Kompromiss um Petersberg

Im Streit um die Neugestaltung des Erfurter Petersberges für die Bundesgartenschau hat es einen Kompromiss gegeben. Für Kritik hatte vor allem der Plan gesorgt, 12 teils gesunde Bäume auf dem Areal zu fällen. 

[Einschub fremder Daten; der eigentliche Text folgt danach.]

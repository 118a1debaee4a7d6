//! This example demonstrates attaching both reporter kinds to a driving
//! simulation: a whole-system (centroid) trajectory, plus one trajectory per
//! ring-polymer copy. The driver here is a toy in-process oscillator; in a real
//! application it would wrap your MD engine of choice.

use std::{io, path::Path};

use g96_reporter::{
    G96Reporter, G96RpmdReporter, ReporterOptions, RpmdSimulation, Simulation, State,
};
use lin_alg::f64::Vec3;

/// Four copies of a single particle on a harmonic spring.
struct ToyRpmd {
    step: u64,
    /// ps
    dt: f64,
    /// (position nm, velocity nm/ps) per copy
    copies: Vec<(Vec3, Vec3)>,
}

impl ToyRpmd {
    fn advance(&mut self, steps: u64) {
        // Spring constant, in units that keep the motion bounded.
        const K: f64 = 100.;

        for _ in 0..steps {
            for (pos, vel) in &mut self.copies {
                *vel = *vel - *pos * (K * self.dt);
                *pos = *pos + *vel * self.dt;
            }
            self.step += 1;
        }
    }
}

impl Simulation for ToyRpmd {
    fn current_step(&self) -> u64 {
        self.step
    }

    fn state(&self) -> io::Result<State> {
        // Centroid of the ring polymer.
        let scale = 1.0 / self.copies.len() as f64;

        let mut pos = Vec3::new(0., 0., 0.);
        let mut vel = Vec3::new(0., 0., 0.);
        for (p, v) in &self.copies {
            pos = pos + *p * scale;
            vel = vel + *v * scale;
        }

        Ok(State {
            time: self.step as f64 * self.dt,
            positions: vec![pos],
            velocities: vec![vel],
            box_vectors: Some(Vec3::new(1.86206, 1.86206, 1.86206)),
        })
    }
}

impl RpmdSimulation for ToyRpmd {
    fn num_copies(&self) -> usize {
        self.copies.len()
    }

    fn copy_state(&self, copy: usize) -> io::Result<State> {
        let (pos, vel) = self.copies[copy];

        Ok(State {
            time: self.step as f64 * self.dt,
            positions: vec![pos],
            velocities: vec![vel],
            box_vectors: Some(Vec3::new(1.86206, 1.86206, 1.86206)),
        })
    }
}

fn main() {
    let mut sim = ToyRpmd {
        step: 0,
        dt: 0.0005,
        copies: (0..4)
            .map(|i| {
                (
                    Vec3::new(0.1 + 0.01 * i as f64, 0., 0.),
                    Vec3::new(0., 0., 0.),
                )
            })
            .collect(),
    };

    let mut centroid =
        G96Reporter::new(Path::new("traj_centroid.g96"), 100, &ReporterOptions::default())
            .unwrap();
    let mut beads =
        G96RpmdReporter::new(Path::new("traj_bead.g96"), 100, &ReporterOptions::default())
            .unwrap();

    println!("Starting simulation");

    while sim.current_step() < 20_000 {
        // Both reporters share an interval here; in general, advance by the
        // smallest requested horizon and report whichever are due.
        let steps = centroid
            .describe_next_report(&sim)
            .steps
            .min(beads.describe_next_report(&sim).steps);

        sim.advance(steps);

        let state = sim.state().unwrap();
        centroid.report(&sim, &state).unwrap();
        beads.report(&sim, &state).unwrap();
    }

    centroid.close().unwrap();
    beads.close().unwrap();

    println!("Finished simulation");
}
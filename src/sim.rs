//! The driver contract: what a reporter needs from the simulation engine that
//! invokes it. The engine itself (force field, integrator, thermostat) is a
//! black box; reporters only read snapshots from it, and never mutate it.

use std::io;

use lin_alg::f64::Vec3;

/// A snapshot of the simulated system at one instant, as supplied by the driver.
#[derive(Clone, Debug)]
pub struct State {
    /// ps
    pub time: f64,
    /// nm
    pub positions: Vec<Vec3>,
    /// nm/ps. Same length and atom ordering as `positions`.
    pub velocities: Vec<Vec3>,
    /// nm. Diagonal of the orthorhombic periodic box, if the system has one.
    pub box_vectors: Option<Vec3>,
}

/// The driving simulation engine. Implemented by the host application over
/// whatever MD engine it embeds.
pub trait Simulation {
    /// Absolute number of integration steps taken so far. Monotonically
    /// non-decreasing.
    fn current_step(&self) -> u64;

    /// A snapshot of the whole system, with both positions and velocities
    /// populated.
    fn state(&self) -> io::Result<State>;
}

/// A ring-polymer (path-integral) driver: an ensemble of coupled copies of the
/// system, each with its own coordinates and velocities, sharing one clock.
pub trait RpmdSimulation: Simulation {
    /// Number of copies (beads) in the ring polymer.
    fn num_copies(&self) -> usize;

    /// A snapshot of one copy's own coordinates and velocities.
    fn copy_state(&self, copy: usize) -> io::Result<State>;
}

Am geplanten Entwurf wurde nicht mehr gerüttelt - er wurde einstimmig angenommen. Der Plan sieht zum Beispiel vor, die historischen Gebäude auf dem Petersberg durch Sichtachsen wieder stärker in den Mittelpunkt zu rücken - und dafür müssen eben Bäume weichen. Allerdings sollen nicht wie ursprünglich 12 Bäume gefällt werden, sondern 11. Ein Bergahorn, der zwischen Hauptweg und Glashaus steht, wird gerettet. Außerdem wurde beschlossen, dass nach der Bundesgartenschau in zwei Jahren fünf neue große Bäume auf den Petersberg gepflanzt werden. Kritiker wie die Bürgerinitiative "Stadtbäume statt Leerräume" hatten angeprangert, dass durch die Fällungen die Stadt und der Petersberg insbesondere weniger grün sein würden. Denn auch im Erfurter Nordpark werden seit Wochen Bäume für die BUGA gefällt.